King Bhumibol initiated so-called ‘royal projects’, often revolved around the introduction of irrigation projects to facilitate agriculture, e.g. rice production. In addition, the projects were also aimed at the reduction of opium cultivation. In order to achieve this reduction, research stations were built in northern Thailand, investigating which crops could be grown instead, like for instance coffee or cashew nuts.
In total, about 4,600 royal projects were approved.
Notably as well, King Bhumibol developed a philosophy on how economics as well as agriculture should be organised, called ‘Sufficiency Economy’. This theory promotes a moderate, sustainable, self-dependent life, without over-exploitation of natural resources.
The King’s ideas are often quoted in relation to (organic) agriculture, and incorporated in long-term development plans by the government. King Bhumibol has been promoting the concept through e.g. the Chaipattana Foundation. It is fair to add, however, that Thailand’s economy as a whole in practice has often developed at a fast speed.
Importance for South East Asia
Let’s take a quick look at some figures, to illustrate (agricultural) developments that happened in Thailand during his reign:
• Just after the Second World War, when King Bhumibol started his reign, the country had a population of around 20,000,000 . This amount of people steadily grew over the decades and at Khe king’s passing, Thailand’s population had more than tripled and is currently at 67,000,000.
• Thailand’s largest agribusiness company Charoen Pokphand grew to proportions difficult to capture. Having started in 1921, importing seeds and vegetables from China and exporting pigs and eggs to Hong Kong, the company grew to become one of the largest players in the world in the field of agribusiness, employing almost 500,000 people in many countries.
• Since the 1960s, Thailand’s rice production has steadily increased to become among the top countries with regard to rice exports. At US$4.5 billion the country is currently the world’s number 2. The country takes care of 21.4% of total rice exports, after India.
• As for pigs, the transition from backyard farming to professional pig farming happened substantially earlier than its surrounding countries, roughly between 1970 and 1990. The total pig inventory over the last few years has been fluctuating around 13 million head.

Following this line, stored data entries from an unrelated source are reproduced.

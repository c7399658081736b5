use thiserror::Error;
use waypoint_core::HistoryError;
use waypoint_geocode::GeocodeError;

#[derive(Debug, Error, Clone, PartialEq)]
pub enum ResolverError {
    #[error("no result at index {index} ({len} shown)")]
    IndexOutOfRange { index: usize, len: usize },

    #[error("nothing has been selected yet")]
    NothingSelected,

    #[error("favorite name must not be empty")]
    EmptyFavoriteName,

    #[error("invalid input: {0}")]
    InvalidInput(#[source] GeocodeError),

    #[error(transparent)]
    History(#[from] HistoryError),

    /// The resolver task has stopped.
    #[error("location resolver is closed")]
    Closed,
}
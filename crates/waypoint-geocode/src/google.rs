//! Google Geocoding API and Places Autocomplete adapter.
//!
//! Google answers HTTP 200 for most failures and reports them in the
//! `status` field, so every response goes through [`check_status`].

use async_trait::async_trait;
use serde::Deserialize;
use waypoint_core::{Coordinates, DetailedAddress, Location, SearchSuggestion};

use crate::error::GeocodeError;
use crate::provider::{validate_coordinates, validate_query, GeocodingProvider, SuggestionSource};
use crate::transport::{ClientSettings, HttpTransport};

const DEFAULT_BASE_URL: &str = "https://maps.googleapis.com/";
const PROVIDER: &str = "google";

#[derive(Debug, Deserialize)]
struct GeocodeResponse {
    status: String,
    #[serde(default)]
    results: Vec<GeocodeResult>,
    error_message: Option<String>,
}

#[derive(Debug, Deserialize)]
struct GeocodeResult {
    formatted_address: String,
    geometry: Geometry,
    place_id: Option<String>,
    #[serde(default)]
    address_components: Vec<AddressComponent>,
}

#[derive(Debug, Deserialize)]
struct Geometry {
    location: LatLng,
}

#[derive(Debug, Deserialize)]
struct LatLng {
    lat: f64,
    lng: f64,
}

#[derive(Debug, Deserialize)]
struct AddressComponent {
    long_name: String,
    short_name: String,
    #[serde(default)]
    types: Vec<String>,
}

impl AddressComponent {
    fn is(&self, kind: &str) -> bool {
        self.types.iter().any(|t| t == kind)
    }
}

#[derive(Debug, Deserialize)]
struct AutocompleteResponse {
    status: String,
    #[serde(default)]
    predictions: Vec<Prediction>,
    error_message: Option<String>,
}

#[derive(Debug, Deserialize)]
struct Prediction {
    description: String,
    place_id: Option<String>,
}

/// Maps a Google `status` onto the adapter's error kinds.
///
/// `invalid` is what `INVALID_REQUEST` means for the calling operation.
fn check_status(
    status: &str,
    error_message: Option<&str>,
    invalid: GeocodeError,
) -> Result<(), GeocodeError> {
    match status {
        "OK" => Ok(()),
        "ZERO_RESULTS" => Err(GeocodeError::no_results(PROVIDER)),
        "INVALID_REQUEST" => Err(invalid),
        other => {
            let reason = match error_message {
                Some(message) => format!("{other}: {message}"),
                None => other.to_string(),
            };
            Err(GeocodeError::unavailable(PROVIDER, reason))
        }
    }
}

fn details_from_components(components: &[AddressComponent]) -> DetailedAddress {
    let find = |kind: &str| components.iter().find(|c| c.is(kind));

    let street = match (find("street_number"), find("route")) {
        (Some(number), Some(route)) => Some(format!("{} {}", number.long_name, route.long_name)),
        (None, Some(route)) => Some(route.long_name.clone()),
        _ => None,
    };

    DetailedAddress {
        street,
        city: find("locality")
            .or_else(|| find("postal_town"))
            .map(|c| c.long_name.clone()),
        state: find("administrative_area_level_1").map(|c| c.short_name.clone()),
        zip_code: find("postal_code").map(|c| c.long_name.clone()),
    }
}

impl GeocodeResult {
    fn into_location(self) -> Result<Location, GeocodeError> {
        let LatLng { lat, lng } = self.geometry.location;
        let coordinates = Coordinates::new(lat, lng).map_err(|_| {
            GeocodeError::unavailable(PROVIDER, format!("result outside WGS84: {lat},{lng}"))
        })?;
        let details = details_from_components(&self.address_components)
            .or(DetailedAddress::parse_formatted(&self.formatted_address));
        Ok(Location::new(&self.formatted_address)
            .map_err(|_| GeocodeError::unavailable(PROVIDER, "result without formatted_address"))?
            .with_coordinates(coordinates)
            .with_details(details)
            .with_place_id(self.place_id))
    }
}

/// Client for the Google Maps web services.
pub struct GoogleGeocoder {
    http: HttpTransport,
    api_key: String,
}

impl GoogleGeocoder {
    /// # Errors
    ///
    /// Returns [`GeocodeError::MissingCredential`] for a blank key.
    pub fn new(api_key: &str, settings: &ClientSettings) -> Result<Self, GeocodeError> {
        Self::with_base_url(api_key, settings, DEFAULT_BASE_URL)
    }

    /// Creates a client against a custom base URL (for testing with wiremock).
    ///
    /// # Errors
    ///
    /// Returns [`GeocodeError::MissingCredential`] for a blank key or
    /// [`GeocodeError::InvalidBaseUrl`] if `base_url` does not parse.
    pub fn with_base_url(
        api_key: &str,
        settings: &ClientSettings,
        base_url: &str,
    ) -> Result<Self, GeocodeError> {
        let api_key = api_key.trim();
        if api_key.is_empty() {
            return Err(GeocodeError::MissingCredential {
                provider: PROVIDER.to_string(),
            });
        }
        Ok(Self {
            http: HttpTransport::new(PROVIDER, settings, base_url)?,
            api_key: api_key.to_owned(),
        })
    }

    async fn geocode(
        &self,
        param: (&str, &str),
        invalid: GeocodeError,
    ) -> Result<Location, GeocodeError> {
        let url = self.http.endpoint(
            &["maps", "api", "geocode", "json"],
            &[param, ("key", self.api_key.as_str())],
        );
        let response: GeocodeResponse = self.http.get_json(url).await?;
        check_status(&response.status, response.error_message.as_deref(), invalid)?;
        response
            .results
            .into_iter()
            .next()
            .ok_or_else(|| GeocodeError::no_results(PROVIDER))?
            .into_location()
    }
}

#[async_trait]
impl GeocodingProvider for GoogleGeocoder {
    fn name(&self) -> &'static str {
        PROVIDER
    }

    async fn forward_geocode(&self, address: &str) -> Result<Location, GeocodeError> {
        let address = validate_query(address)?;
        self.geocode(("address", address), GeocodeError::InvalidQuery)
            .await
    }

    async fn reverse_geocode(&self, lat: f64, lng: f64) -> Result<Location, GeocodeError> {
        let point = validate_coordinates(lat, lng)?;
        let latlng = format!("{},{}", point.lat, point.lng);
        self.geocode(
            ("latlng", latlng.as_str()),
            GeocodeError::InvalidCoordinates { lat, lng },
        )
        .await
    }
}

#[async_trait]
impl SuggestionSource for GoogleGeocoder {
    fn name(&self) -> &'static str {
        PROVIDER
    }

    /// Place predictions carry no coordinates; they are geocoded on selection.
    async fn suggest(&self, query: &str) -> Result<Vec<SearchSuggestion>, GeocodeError> {
        let query = validate_query(query)?;
        let url = self.http.endpoint(
            &["maps", "api", "place", "autocomplete", "json"],
            &[("input", query), ("key", self.api_key.as_str())],
        );
        let response: AutocompleteResponse = self.http.get_json(url).await?;
        match check_status(
            &response.status,
            response.error_message.as_deref(),
            GeocodeError::InvalidQuery,
        ) {
            Ok(()) => {}
            Err(GeocodeError::NoResults { .. }) => return Ok(Vec::new()),
            Err(e) => return Err(e),
        }

        Ok(response
            .predictions
            .into_iter()
            .map(|p| SearchSuggestion {
                detailed_address: DetailedAddress::parse_formatted(&p.description),
                address: p.description,
                place_id: p.place_id,
                coordinates: None,
                provider: PROVIDER.to_string(),
            })
            .collect())
    }
}

#[cfg(test)]
mod tests {
    use super::*;

    #[test]
    fn status_mapping() {
        assert!(check_status("OK", None, GeocodeError::InvalidQuery).is_ok());
        assert_eq!(
            check_status("ZERO_RESULTS", None, GeocodeError::InvalidQuery),
            Err(GeocodeError::no_results("google"))
        );
        assert_eq!(
            check_status("INVALID_REQUEST", None, GeocodeError::InvalidQuery),
            Err(GeocodeError::InvalidQuery)
        );
        assert_eq!(
            check_status(
                "OVER_QUERY_LIMIT",
                Some("You have exceeded your daily request quota"),
                GeocodeError::InvalidQuery
            ),
            Err(GeocodeError::unavailable(
                "google",
                "OVER_QUERY_LIMIT: You have exceeded your daily request quota"
            ))
        );
        assert!(check_status("REQUEST_DENIED", None, GeocodeError::InvalidQuery)
            .unwrap_err()
            .is_recoverable());
    }

    #[test]
    fn components_map_into_details() {
        let components: Vec<AddressComponent> = serde_json::from_value(serde_json::json!([
            { "long_name": "1600", "short_name": "1600", "types": ["street_number"] },
            { "long_name": "Amphitheatre Parkway", "short_name": "Amphitheatre Pkwy", "types": ["route"] },
            { "long_name": "Mountain View", "short_name": "Mountain View", "types": ["locality", "political"] },
            { "long_name": "California", "short_name": "CA", "types": ["administrative_area_level_1", "political"] },
            { "long_name": "94043", "short_name": "94043", "types": ["postal_code"] }
        ]))
        .unwrap();
        let details = details_from_components(&components);
        assert_eq!(details.street.as_deref(), Some("1600 Amphitheatre Parkway"));
        assert_eq!(details.city.as_deref(), Some("Mountain View"));
        assert_eq!(details.state.as_deref(), Some("CA"));
        assert_eq!(details.zip_code.as_deref(), Some("94043"));
    }

    #[test]
    fn postal_town_stands_in_for_locality() {
        let components: Vec<AddressComponent> = serde_json::from_value(serde_json::json!([
            { "long_name": "London", "short_name": "London", "types": ["postal_town"] }
        ]))
        .unwrap();
        assert_eq!(
            details_from_components(&components).city.as_deref(),
            Some("London")
        );
    }
}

In short – Thailand’s economy as well as agribusiness grew constantly and massively. Compare that to neighbouring countries like Vietnam, Cambodia, Laos, Myanmar, Bangladesh with in theory a similar potential. In practice, however, but for a variety of reasons they didn’t experience a similar continuous spell of development like Thailand had in the last 70 years.
When looking at the Gross Domestic Product per capita, on a world scale, according to the International Monetary Fund, Thailand ranks 74th, with an average annual per capita income of over $16,000. Vietnam comes 125th with $6,000, closely followed by Myanmar (126th) and Laos (127th), while Bangladesh (139th) and Cambodia (140th) lag even further behind. It is fair to say that something went fairly well in Thailand.
The role of the King
By embracing his role as the symbol of the Thai nation, King Bhumibol managed to become a stable, untouchable ‘constant’ factor. Governments came and went, and so did 30 (!) prime ministers, both civil and military, but the King was always there. The Thai always felt that a father figure was watching over them.
Exactly how King Bhumibol managed to achieve that goes beyond the scope of this column, but I think it is fair to say that he contributed to keeping Thailand peaceful and stable. This allowed the country to grow and become both a thriving nation as well as a welcoming hub, offering potential for development. This applied to Thailand proper, but also for the entire South East Asia – a well-established trade show VIV Asia serving as a perfect example.
For the international (agri-)business, his absence may therefore prove to be a bigger loss than just a head of state who sadly passed away. In his role of contributing to stability in Thailand as well as South East Asia, he left behind enormous shoes to fill.